En France, il y a principalement deux grandes régions : l’ouest et l’Alsace. Comme il n’y a pas de base de données unique répertoriant toutes les statues représentatives de sainte Apolline, j’ai d’abord croisé différentes sources d’information : archives d’État consultables en ligne, archives diocésaines, blogs, etc. Et je me suis ensuite mise en route en réalisant plusieurs voyages vers la Bretagne, les Pays de la Loire, l’Alsace mais aussi le nord et le centre de la France. Au total, j’ai parcouru près de 18 000 kilomètres et poussé plus d’une centaine de portes d’églises pour ma thèse ! Ce fut aussi génial qu’épuisant.
Pour l’instant je fais des remplacements et je verrai bien où le vent me pousse.
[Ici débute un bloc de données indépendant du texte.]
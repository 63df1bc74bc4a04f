//! The entropy collector: measurement loop, conditioning, and output.

use std::ptr;

use serde::Serialize;

use crate::conditioning::{Conditioner, DIGEST_SIZE, PoolConditioner};
use crate::error::{HealthFailure, InitError, ReadError};
use crate::health::Health;
use crate::selftest;
use crate::timer::Timer;
use crate::workload::{DEFAULT_MEMORY_SIZE, MemoryWorkload, hash_round, secure_zero};

/// Bits of one conditioned output block.
pub(crate) const DATA_SIZE_BITS: u32 = 256;

/// Extra bits absorbed beyond the output width of every block. A 256-bit
/// hash output can only approach 256 bits of min-entropy asymptotically;
/// oversampling by 64 bits closes the conditioning loss.
pub(crate) const ENTROPY_SAFETY_FACTOR: u32 = 64;

/// Smallest accepted oversampling rate.
pub(crate) const MIN_OSR: u32 = 3;

/// Construction options for [`EntropyCollector`].
///
/// Bits 0 and 1 are historical and stay reserved; bits 28..=31 select the
/// maximum workload memory size.
#[derive(Debug, Clone, Copy, PartialEq, Eq, Default)]
pub struct Flags(u32);

impl Flags {
    pub const NONE: Flags = Flags(0);
    /// Skip the memory-access workload; the hash round alone is timed.
    /// Reduces the entropy rate.
    pub const DISABLE_MEMORY_ACCESS: Flags = Flags(1 << 2);
    /// Use the software timer even if the platform clock is acceptable.
    pub const FORCE_INTERNAL_TIMER: Flags = Flags(1 << 3);
    /// Never fall back to the software timer.
    pub const DISABLE_INTERNAL_TIMER: Flags = Flags(1 << 4);
    /// SP 800-90B compliant operation: permanent cutoffs and the failure
    /// callback.
    pub const FORCE_FIPS: Flags = Flags(1 << 5);

    const MEMSIZE_SHIFT: u32 = 28;
    /// Size selector k maps to 2^(k + 14) bytes; k = 1 is 32 KiB.
    const MEMSIZE_OFFSET: u32 = 14;
    const MEMSIZE_MAX_BYTES: usize = 1 << 29;

    pub fn from_bits(bits: u32) -> Flags {
        Flags(bits)
    }

    pub fn bits(self) -> u32 {
        self.0
    }

    pub fn contains(self, other: Flags) -> bool {
        self.0 & other.0 == other.0
    }

    /// Cap the workload buffer at 2^(k + 14) bytes, 1 <= k <= 15
    /// (32 KiB up to 512 MiB). k = 0 keeps the default.
    pub fn with_max_memsize(self, k: u32) -> Flags {
        Flags((self.0 & !(0xf << Self::MEMSIZE_SHIFT)) | ((k & 0xf) << Self::MEMSIZE_SHIFT))
    }

    fn requested_memsize(self) -> Option<usize> {
        let k = self.0 >> Self::MEMSIZE_SHIFT;
        if k == 0 {
            return None;
        }
        Some((1usize << (k + Self::MEMSIZE_OFFSET)).min(Self::MEMSIZE_MAX_BYTES))
    }
}

impl std::ops::BitOr for Flags {
    type Output = Flags;

    fn bitor(self, rhs: Flags) -> Flags {
        Flags(self.0 | rhs.0)
    }
}

impl std::ops::BitOrAssign for Flags {
    fn bitor_assign(&mut self, rhs: Flags) {
        self.0 |= rhs.0;
    }
}

/// One noise-source instance with its conditioning state and health tests.
///
/// A collector is strictly single-threaded; every operation takes
/// `&mut self`, so exclusive access is enforced by construction. The only
/// second thread is the optional software timer worker, started and stopped
/// around each read. Sensitive state is wiped on drop.
pub struct EntropyCollector {
    pool: PoolConditioner,
    prev_time: u64,
    osr: u32,
    flags: Flags,
    fips_enabled: bool,
    workload: Option<MemoryWorkload>,
    /// Input block of the hash round.
    scratch: [u8; 32],
    health: Health,
    timer: Timer,
    /// Divisor applied to every raw delta before testing and absorption.
    timer_gcd: u64,
}

impl EntropyCollector {
    /// Allocate a collector with the process-wide timer selection and the
    /// divisor established by [`init`](crate::init).
    ///
    /// `osr` 0 selects the default oversampling rate; smaller values are
    /// raised to the minimum of 3.
    pub fn alloc(osr: u32, flags: Flags) -> Result<Self, InitError> {
        let timer = selftest::select_timer(flags)?;
        Self::with_components(osr, flags, timer, selftest::common_timer_gcd())
    }

    /// Allocate with an explicit timer backend and delta divisor.
    ///
    /// This is the entry point for replay-driven regression runs: two
    /// collectors built from identical parameters and identical timer traces
    /// produce byte-identical output.
    pub fn with_components(
        osr: u32,
        flags: Flags,
        timer: Timer,
        timer_gcd: u64,
    ) -> Result<Self, InitError> {
        if flags.contains(Flags::FORCE_INTERNAL_TIMER) && flags.contains(Flags::DISABLE_INTERNAL_TIMER)
        {
            return Err(InitError::Usage);
        }
        let osr = if osr == 0 { MIN_OSR } else { osr.max(MIN_OSR) };
        let fips_enabled = flags.contains(Flags::FORCE_FIPS);
        let workload = if flags.contains(Flags::DISABLE_MEMORY_ACCESS) {
            None
        } else {
            let size = flags.requested_memsize().unwrap_or(DEFAULT_MEMORY_SIZE);
            Some(MemoryWorkload::random_access(size))
        };
        Ok(Self {
            pool: PoolConditioner::new(),
            prev_time: 0,
            osr,
            flags,
            fips_enabled,
            workload,
            scratch: [0u8; 32],
            health: Health::new(osr, fips_enabled),
            timer,
            timer_gcd: timer_gcd.max(1),
        })
    }

    pub fn osr(&self) -> u32 {
        self.osr
    }

    pub fn flags(&self) -> Flags {
        self.flags
    }

    pub fn fips_enabled(&self) -> bool {
        self.fips_enabled
    }

    /// Divisor applied to every raw delta.
    pub fn timer_gcd(&self) -> u64 {
        self.timer_gcd
    }

    /// Sticky mask of tripped health tests.
    pub fn health_failure(&self) -> HealthFailure {
        self.health.failure()
    }

    pub(crate) fn prev_time(&self) -> u64 {
        self.prev_time
    }

    /// Fill `data` with conditioned output.
    ///
    /// Returns the number of bytes written (always `data.len()` on success).
    /// A permanent health failure aborts the request and every later one;
    /// the collector must then be discarded or rebuilt.
    pub fn read(&mut self, data: &mut [u8]) -> Result<usize, ReadError> {
        if data.is_empty() {
            return Err(ReadError::InvalidRequest);
        }
        self.start_timer()?;
        let result = self.read_inner(data);
        self.stop_timer();
        result
    }

    /// [`read`](Self::read) with one automatic recovery: on a permanent
    /// health failure the collector state is rebuilt from scratch and the
    /// request retried once before the error surfaces.
    pub fn read_safe(&mut self, data: &mut [u8]) -> Result<usize, ReadError> {
        match self.read(data) {
            Err(ReadError::Health(_)) => {
                self.reinit();
                self.read(data)
            }
            other => other,
        }
    }

    fn read_inner(&mut self, data: &mut [u8]) -> Result<usize, ReadError> {
        let len = data.len();
        let mut offset = 0;
        while offset < len {
            self.random_data();
            let failure = self.health.failure();
            if !failure.is_empty() {
                if self.fips_enabled {
                    selftest::notify_fips_failure(&*self, failure);
                }
                return Err(ReadError::Health(failure));
            }
            let mut block = self.pool.squeeze();
            let tocopy = DIGEST_SIZE.min(len - offset);
            data[offset..offset + tocopy].copy_from_slice(&block[..tocopy]);
            secure_zero(&mut block);
            offset += tocopy;
        }
        // One more collection round, so the retained sponge state differs
        // from the state that produced the last block. Its health verdict is
        // picked up by the next read.
        self.random_data();
        Ok(len)
    }

    /// Keep measuring until (256 + 64) * osr non-stuck samples were absorbed
    /// or a health test latched a failure.
    fn random_data(&mut self) {
        let required = (DATA_SIZE_BITS + ENTROPY_SAFETY_FACTOR) * self.osr;
        // Prime prev_time; the first delta spans whatever happened since the
        // previous burst and carries no usable timing signal.
        self.measure();
        let mut collected = 0u32;
        while self.health.failure().is_empty() {
            if self.measure().1 {
                // Stuck sample: repeat the measurement.
                continue;
            }
            collected += 1;
            if collected >= required {
                break;
            }
        }
    }

    /// One measurement round: workload, timestamp, classification, and, for
    /// non-stuck samples, absorption. Returns the normalized delta and the
    /// stuck verdict. The ordering is strict and must not be rearranged.
    pub(crate) fn measure(&mut self) -> (u64, bool) {
        if let Some(workload) = &mut self.workload {
            // The visit pattern is seeded by the current sponge state.
            workload.exercise(self.pool.state_fold());
        }
        hash_round(&mut self.scratch, self.prev_time);

        let time = self.timer.now();
        let delta = time.wrapping_sub(self.prev_time) / self.timer_gcd;
        self.prev_time = time;

        let stuck = self.health.insert(delta);
        if !stuck {
            self.pool.absorb(&delta.to_le_bytes());
        }
        (delta, stuck)
    }

    /// Collect `count` raw, unnormalized deltas for offline assessment.
    ///
    /// This is the tap the offline recorder and divisor estimator consume:
    /// plain workload-plus-timestamp rounds that bypass the health tests and
    /// the conditioner entirely.
    pub fn raw_samples(&mut self, count: usize) -> Result<Vec<u64>, ReadError> {
        self.start_timer()?;
        self.raw_sample();
        let samples = (0..count).map(|_| self.raw_sample()).collect();
        self.stop_timer();
        Ok(samples)
    }

    fn raw_sample(&mut self) -> u64 {
        if let Some(workload) = &mut self.workload {
            workload.exercise(self.pool.state_fold());
        }
        hash_round(&mut self.scratch, self.prev_time);
        let time = self.timer.now();
        let delta = time.wrapping_sub(self.prev_time);
        self.prev_time = time;
        delta
    }

    /// Start the software timer worker if this collector uses one.
    pub(crate) fn start_timer(&mut self) -> Result<(), ReadError> {
        if let Timer::Internal(timer) = &mut self.timer {
            timer.settick().map_err(|_| ReadError::TimerThread)?;
        }
        Ok(())
    }

    pub(crate) fn stop_timer(&mut self) {
        if let Timer::Internal(timer) = &mut self.timer {
            timer.unsettick();
        }
    }

    /// Switch to the strided block geometry instead of random access.
    /// Intended for measurement studies comparing address patterns; the
    /// random-access geometry is the default and the better noise driver.
    pub fn use_blockwise_workload(&mut self) {
        if self.workload.is_some() {
            self.workload = Some(MemoryWorkload::blockwise());
        }
    }

    /// Rebuild conditioning, health, and workload state in place, keeping
    /// the timer backend.
    fn reinit(&mut self) {
        self.pool.reset();
        self.prev_time = 0;
        self.scratch = [0u8; 32];
        self.health = Health::new(self.osr, self.fips_enabled);
        self.workload = self.workload.as_ref().map(MemoryWorkload::rebuild);
    }

    /// Point-in-time view of collector state.
    pub fn snapshot(&self) -> CollectorSnapshot {
        CollectorSnapshot {
            osr: self.osr,
            flags: self.flags.bits(),
            fips_enabled: self.fips_enabled,
            internal_timer: matches!(self.timer, Timer::Internal(_)),
            timer_gcd: self.timer_gcd,
            memory_size: self.workload.as_ref().map_or(0, |w| w.size()),
            health_failure: self.health.failure().bits(),
            rct_count: self.health.rct_count(),
            apt_base: self.health.apt().base(),
            apt_count: self.health.apt().count(),
            apt_observations: self.health.apt().observations(),
            apt_cutoff: self.health.apt().cutoff(),
            lag_observations: self.health.lag().map(|l| l.observations()),
        }
    }
}

impl std::fmt::Debug for EntropyCollector {
    fn fmt(&self, f: &mut std::fmt::Formatter<'_>) -> std::fmt::Result {
        f.debug_struct("EntropyCollector").finish_non_exhaustive()
    }
}

impl Drop for EntropyCollector {
    fn drop(&mut self) {
        self.pool.reset();
        secure_zero(&mut self.scratch);
        self.health.wipe();
        // SAFETY: plain owned field.
        unsafe { ptr::write_volatile(&mut self.prev_time, 0) };
    }
}

/// Diagnostic snapshot of a collector.
#[derive(Debug, Clone, Serialize)]
pub struct CollectorSnapshot {
    pub osr: u32,
    pub flags: u32,
    pub fips_enabled: bool,
    pub internal_timer: bool,
    pub timer_gcd: u64,
    pub memory_size: usize,
    pub health_failure: u32,
    pub rct_count: u32,
    pub apt_base: u64,
    pub apt_count: u32,
    pub apt_observations: u32,
    pub apt_cutoff: u32,
    pub lag_observations: Option<u32>,
}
Je n’exclus pas de croiser à nouveau la route de sainte Apolline, par exemple via la création d’un site Web répertoriant toutes ses représentations, qui sait ?
* Bibliothèque nationale de France, à Paris
Diplômée de la faculté d’odontologie de Nancy en 2013, Apolline Trioulaire effectue aujourd’hui des remplacements en libéral dans le Jura. Elle a obtenu le prix Georges Villain d’histoire de l’art dentaire 2014. Sa thèse a été publiée aux éditions L’Harmattan : Sainte Apolline, sainte patronne des dentistes et de ceux qui ont mal aux dents, préface de Xavier Riaud, coll. Médecine à travers les siècles, mars 2014, 274 p., 18 euros. Apolline Trioulaire vient aussi d’obtenir le prix ADF-Dentsply de la meilleure thèse dans la catégorie « culture ».